Plaintiffs claim that defendants failed to detect and diagnose that the infant plaintiff was developing a rare form of kidney cancer known as Wilms’ tumors. The jury chose to credit the *200testimony of defendants’ expert, Dr. Beckwith, that given the position and rapid rate of growth of such tumors, defendants could not have palpated the tumor on the child’s right kidney when they examined her in or around May and June of 1984. The various evidentiary and procedural issues raised by plaintiffs on appeal provide no basis to set that determination aside. Since Dr. Beckwith was neither a treating nor an examining physician, and his findings were not based upon any physical or clinical examination of the infant plaintiff, there is no merit to plaintiffs’ claims that defendants violated the rules governing the exchange of medical information in a negligence action (see, Putchlawski v Diaz, 192 AD2d 444, lv denied 82 NY2d 654). Plaintiffs’ argument that it was error to permit Dr. Beckwith to testify based on his use of slides recut from the original specimen would not warrant a new trial even if meritorious, since his use of the slides was wholly unrelated to the question of whether defendants could palpate the tumor at the time of their examinations. In any event, the use of recut slides from the same specimen is recognized as an alternative to examining the original specimen in the hospital (see, Lucarello v North Shore Univ. Hosp., 184 AD2d 623).
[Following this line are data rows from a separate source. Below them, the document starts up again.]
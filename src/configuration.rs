//! Per-project configuration (`.rapturelintrc`).
//!
//! ```json
//! {
//!   "sessions": [
//!     { "id": "A", "rules": [ { "pattern": "**/*.json", "rule": "json" } ] }
//!   ]
//! }
//! ```
//!
//! Rule references are resolved through a [`RuleResolver`] at parse time, so
//! a [`Configuration`] only ever holds loaded rules. Values are immutable: a
//! changed file produces a new configuration.

use std::path::Path;

use serde::Deserialize;
use serde_json::Value;

use crate::engine::{Rule, RuleResolver};
use crate::error::ConfigError;
use crate::watcher::RootedPattern;

#[derive(Debug, Deserialize)]
struct RawConfiguration {
    #[serde(default)]
    sessions: Vec<RawSession>,
}

#[derive(Debug, Deserialize)]
struct RawSession {
    id: String,
    /// Default rule for entries that name none.
    #[serde(default)]
    context: Option<Value>,
    #[serde(default)]
    rules: Vec<RawRule>,
}

#[derive(Debug, Deserialize)]
struct RawRule {
    #[serde(default)]
    id: Option<String>,
    pattern: String,
    #[serde(default, alias = "rapture")]
    rule: Option<Value>,
}

/// Parsed and resolved project configuration.
#[derive(Debug, Clone, PartialEq)]
pub struct Configuration {
    sessions: Vec<SessionDeclaration>,
}

/// One declared validation session.
#[derive(Debug, Clone, PartialEq)]
pub struct SessionDeclaration {
    pub id: String,
    pub rules: Vec<RuleDeclaration>,
}

/// One file-matching rule of a session.
#[derive(Debug, Clone, PartialEq)]
pub struct RuleDeclaration {
    pub id: Option<String>,
    /// Pattern relative to the project root, as declared.
    pub pattern: String,
    pub rule: Rule,
}

/// Rule references may be written as strings or bare numbers.
fn reference_text(value: &Value) -> Result<String, ConfigError> {
    match value {
        Value::String(s) => Ok(s.clone()),
        Value::Number(n) => Ok(n.to_string()),
        other => Err(ConfigError::Resolve {
            reference: other.to_string(),
            reason: "rule references must be strings or numbers".to_string(),
        }),
    }
}

impl Configuration {
    /// Parse configuration text read from `source` and resolve its rules.
    pub fn parse(
        text: &str,
        source: &Path,
        project_root: &Path,
        resolver: &dyn RuleResolver,
    ) -> Result<Self, ConfigError> {
        let raw: RawConfiguration =
            serde_json::from_str(text).map_err(|source_err| ConfigError::Parse {
                path: source.to_path_buf(),
                source: source_err,
            })?;

        let mut sessions = Vec::with_capacity(raw.sessions.len());
        for session in raw.sessions {
            let context = match &session.context {
                Some(value) => Some(resolver.resolve(&reference_text(value)?, project_root)?),
                None => None,
            };

            let mut rules = Vec::with_capacity(session.rules.len());
            for rule in session.rules {
                // Reject patterns up front so a bad one never reaches a watcher
                RootedPattern::new(project_root, &rule.pattern)?;

                let resolved = match &rule.rule {
                    Some(value) => resolver.resolve(&reference_text(value)?, project_root)?,
                    None => context.clone().ok_or_else(|| ConfigError::MissingRule {
                        session: session.id.clone(),
                        pattern: rule.pattern.clone(),
                    })?,
                };

                rules.push(RuleDeclaration {
                    id: rule.id,
                    pattern: rule.pattern,
                    rule: resolved,
                });
            }

            sessions.push(SessionDeclaration {
                id: session.id,
                rules,
            });
        }

        Ok(Self { sessions })
    }

    /// Read and parse the configuration file at `path`.
    pub async fn load(
        path: &Path,
        project_root: &Path,
        resolver: &dyn RuleResolver,
    ) -> Result<Self, ConfigError> {
        let text = tokio::fs::read_to_string(path)
            .await
            .map_err(|source| ConfigError::Read {
                path: path.to_path_buf(),
                source,
            })?;
        Self::parse(&text, path, project_root, resolver)
    }

    pub fn sessions(&self) -> &[SessionDeclaration] {
        &self.sessions
    }

    /// Total number of rule declarations across sessions.
    pub fn rule_count(&self) -> usize {
        self.sessions.iter().map(|s| s.rules.len()).sum()
    }
}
Further, since Dr. Beckwith’s testimony provided reasonable assurance of the unchanged condition and identity of the slides, any failure to establish a complete chain of custody is excusable (see, People v Julian, 41 NY2d 340, 343; People v White, 211 AD2d 982, 986, lv denied 85 NY2d 944). We have considered plaintiffs’ other arguments and find them to be without merit. Concur—Sullivan, J. P., Milonas, Wallach, Williams and Tom, JJ.